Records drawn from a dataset

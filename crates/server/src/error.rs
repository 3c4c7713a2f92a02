use axum::http::StatusCode;
use axum::response::{IntoResponse, Response};
use axum::Json;
use serde::{Deserialize, Serialize};
use strana::{AnalysisError, PipelineError, QueryError, StoreError};

pub type ServerResult<T> = Result<T, ServerError>;

/// Server error types
#[derive(Debug, thiserror::Error)]
pub enum ServerError {
    #[error("{0}")]
    BadRequest(String),

    #[error("{0}")]
    UnprocessableEntity(String),

    #[error("{0}")]
    Pipeline(#[from] PipelineError),

    #[error("Not Found")]
    NotFound,
}

/// API error response structure
///
/// `detail` carries the human-readable message; `error` adds a stable code.
#[derive(Debug, Serialize, Deserialize)]
pub struct ErrorResponse {
    pub detail: String,
    pub error: ErrorDetail,
}

#[derive(Debug, Serialize, Deserialize)]
pub struct ErrorDetail {
    pub code: String,
    pub message: String,
}

impl ServerError {
    /// Get HTTP status code for this error
    pub fn status_code(&self) -> StatusCode {
        match self {
            ServerError::BadRequest(_) => StatusCode::BAD_REQUEST,
            ServerError::UnprocessableEntity(_) => StatusCode::UNPROCESSABLE_ENTITY,
            ServerError::NotFound => StatusCode::NOT_FOUND,
            ServerError::Pipeline(err) => pipeline_status(err),
        }
    }

    /// Get error code string
    pub fn error_code(&self) -> &'static str {
        match self {
            ServerError::BadRequest(_) => "BAD_REQUEST",
            ServerError::UnprocessableEntity(_) => "UNPROCESSABLE_ENTITY",
            ServerError::NotFound => "NOT_FOUND",
            ServerError::Pipeline(err) => pipeline_code(err),
        }
    }
}

fn pipeline_status(err: &PipelineError) -> StatusCode {
    match err {
        PipelineError::Analysis(inner) => {
            StatusCode::from_u16(inner.http_status_code()).unwrap_or(StatusCode::BAD_REQUEST)
        }
        PipelineError::Store(inner) => store_status(inner),
        PipelineError::Query(QueryError::InvalidArgument(_))
        | PipelineError::Query(QueryError::Unparseable(_)) => StatusCode::BAD_REQUEST,
        PipelineError::Query(QueryError::Store(inner)) => store_status(inner),
    }
}

fn store_status(err: &StoreError) -> StatusCode {
    match err {
        StoreError::Conflict(_) => StatusCode::CONFLICT,
        StoreError::NotFound(_) => StatusCode::NOT_FOUND,
        StoreError::Backend(_) => StatusCode::INTERNAL_SERVER_ERROR,
    }
}

fn pipeline_code(err: &PipelineError) -> &'static str {
    match err {
        PipelineError::Analysis(AnalysisError::EmptyValue) => "EMPTY_VALUE",
        PipelineError::Analysis(_) => "ANALYSIS_ERROR",
        PipelineError::Store(StoreError::Conflict(_))
        | PipelineError::Query(QueryError::Store(StoreError::Conflict(_))) => "CONFLICT",
        PipelineError::Store(StoreError::NotFound(_))
        | PipelineError::Query(QueryError::Store(StoreError::NotFound(_))) => "NOT_FOUND",
        PipelineError::Store(StoreError::Backend(_))
        | PipelineError::Query(QueryError::Store(StoreError::Backend(_))) => "STORE_ERROR",
        PipelineError::Query(QueryError::InvalidArgument(_)) => "INVALID_FILTER",
        PipelineError::Query(QueryError::Unparseable(_)) => "UNPARSEABLE_QUERY",
    }
}

impl IntoResponse for ServerError {
    fn into_response(self) -> Response {
        let status = self.status_code();
        let message = self.to_string();

        if status.is_server_error() {
            tracing::error!(error = %message, status = %status, "request failed");
        }

        let body = Json(ErrorResponse {
            detail: message.clone(),
            error: ErrorDetail {
                code: self.error_code().to_string(),
                message,
            },
        });

        (status, body).into_response()
    }
}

WHAT TO DO>
Please make an exact copy of the entries, down to the last character.

ANSWER BOX>
filename crates/server/src/error.rs
repository 3c4c7713a2f92a02
use axum::http::StatusCode;
use axum::response::{IntoResponse, Response};
use axum::Json;
use serde::{Deserialize, Serialize};
use strana::{AnalysisError, PipelineError, QueryError, StoreError};

pub type ServerResult<T> = Result<T, ServerError>;

/// Server error types
#[derive(Debug, thiserror::Error)]
pub enum ServerError {
    #[error("{0}")]
    BadRequest(String),

    #[error("{0}")]
    UnprocessableEntity(String),

    #[error("{0}")]
    Pipeline(#[from] PipelineError),

    #[error("Not Found")]
    NotFound,
}

/// API error response structure
///
/// `detail` carries the human-readable message; `error` adds a stable code.
#[derive(Debug, Serialize, Deserialize)]
pub struct ErrorResponse {
    pub detail: String,
    pub error: ErrorDetail,
}

#[derive(Debug, Serialize, Deserialize)]
pub struct ErrorDetail {
    pub code: String,
    pub message: String,
}

impl ServerError {
    /// Get HTTP status code for this error
    pub fn status_code(&self) -> StatusCode {
        match self {
            ServerError::BadRequest(_) => StatusCode::BAD_REQUEST,
            ServerError::UnprocessableEntity(_) => StatusCode::UNPROCESSABLE_ENTITY,
            ServerError::NotFound => StatusCode::NOT_FOUND,
            ServerError::Pipeline(err) => pipeline_status(err),
        }
    }

    /// Get error code string
    pub fn error_code(&self) -> &'static str {
        match self {
            ServerError::BadRequest(_) => "BAD_REQUEST",
            ServerError::UnprocessableEntity(_) => "UNPROCESSABLE_ENTITY",
            ServerError::NotFound => "NOT_FOUND",
            ServerError::Pipeline(err) => pipeline_code(err),
        }
    }
}

fn pipeline_status(err: &PipelineError) -> StatusCode {
    match err {
        PipelineError::Analysis(inner) => {
            StatusCode::from_u16(inner.http_status_code()).unwrap_or(StatusCode::BAD_REQUEST)
        }
        PipelineError::Store(inner) => store_status(inner),
        PipelineError::Query(QueryError::InvalidArgument(_))
        | PipelineError::Query(QueryError::Unparseable(_)) => StatusCode::BAD_REQUEST,
        PipelineError::Query(QueryError::Store(inner)) => store_status(inner),
    }
}

fn store_status(err: &StoreError) -> StatusCode {
    match err {
        StoreError::Conflict(_) => StatusCode::CONFLICT,
        StoreError::NotFound(_) => StatusCode::NOT_FOUND,
        StoreError::Backend(_) => StatusCode::INTERNAL_SERVER_ERROR,
    }
}

fn pipeline_code(err: &PipelineError) -> &'static str {
    match err {
        PipelineError::Analysis(AnalysisError::EmptyValue) => "EMPTY_VALUE",
        PipelineError::Analysis(_) => "ANALYSIS_ERROR",
        PipelineError::Store(StoreError::Conflict(_))
        | PipelineError::Query(QueryError::Store(StoreError::Conflict(_))) => "CONFLICT",
        PipelineError::Store(StoreError::NotFound(_))
        | PipelineError::Query(QueryError::Store(StoreError::NotFound(_))) => "NOT_FOUND",
        PipelineError::Store(StoreError::Backend(_))
        | PipelineError::Query(QueryError::Store(StoreError::Backend(_))) => "STORE_ERROR",
        PipelineError::Query(QueryError::InvalidArgument(_)) => "INVALID_FILTER",
        PipelineError::Query(QueryError::Unparseable(_)) => "UNPARSEABLE_QUERY",
    }
}

impl IntoResponse for ServerError {
    fn into_response(self) -> Response {
        let status = self.status_code();
        let message = self.to_string();

        if status.is_server_error() {
            tracing::error!(error = %message, status = %status, "request failed");
        }

        let body = Json(ErrorResponse {
            detail: message.clone(),
            error: ErrorDetail {
                code: self.error_code().to_string(),
                message,
            },
        });

        (status, body).into_response()
    }
}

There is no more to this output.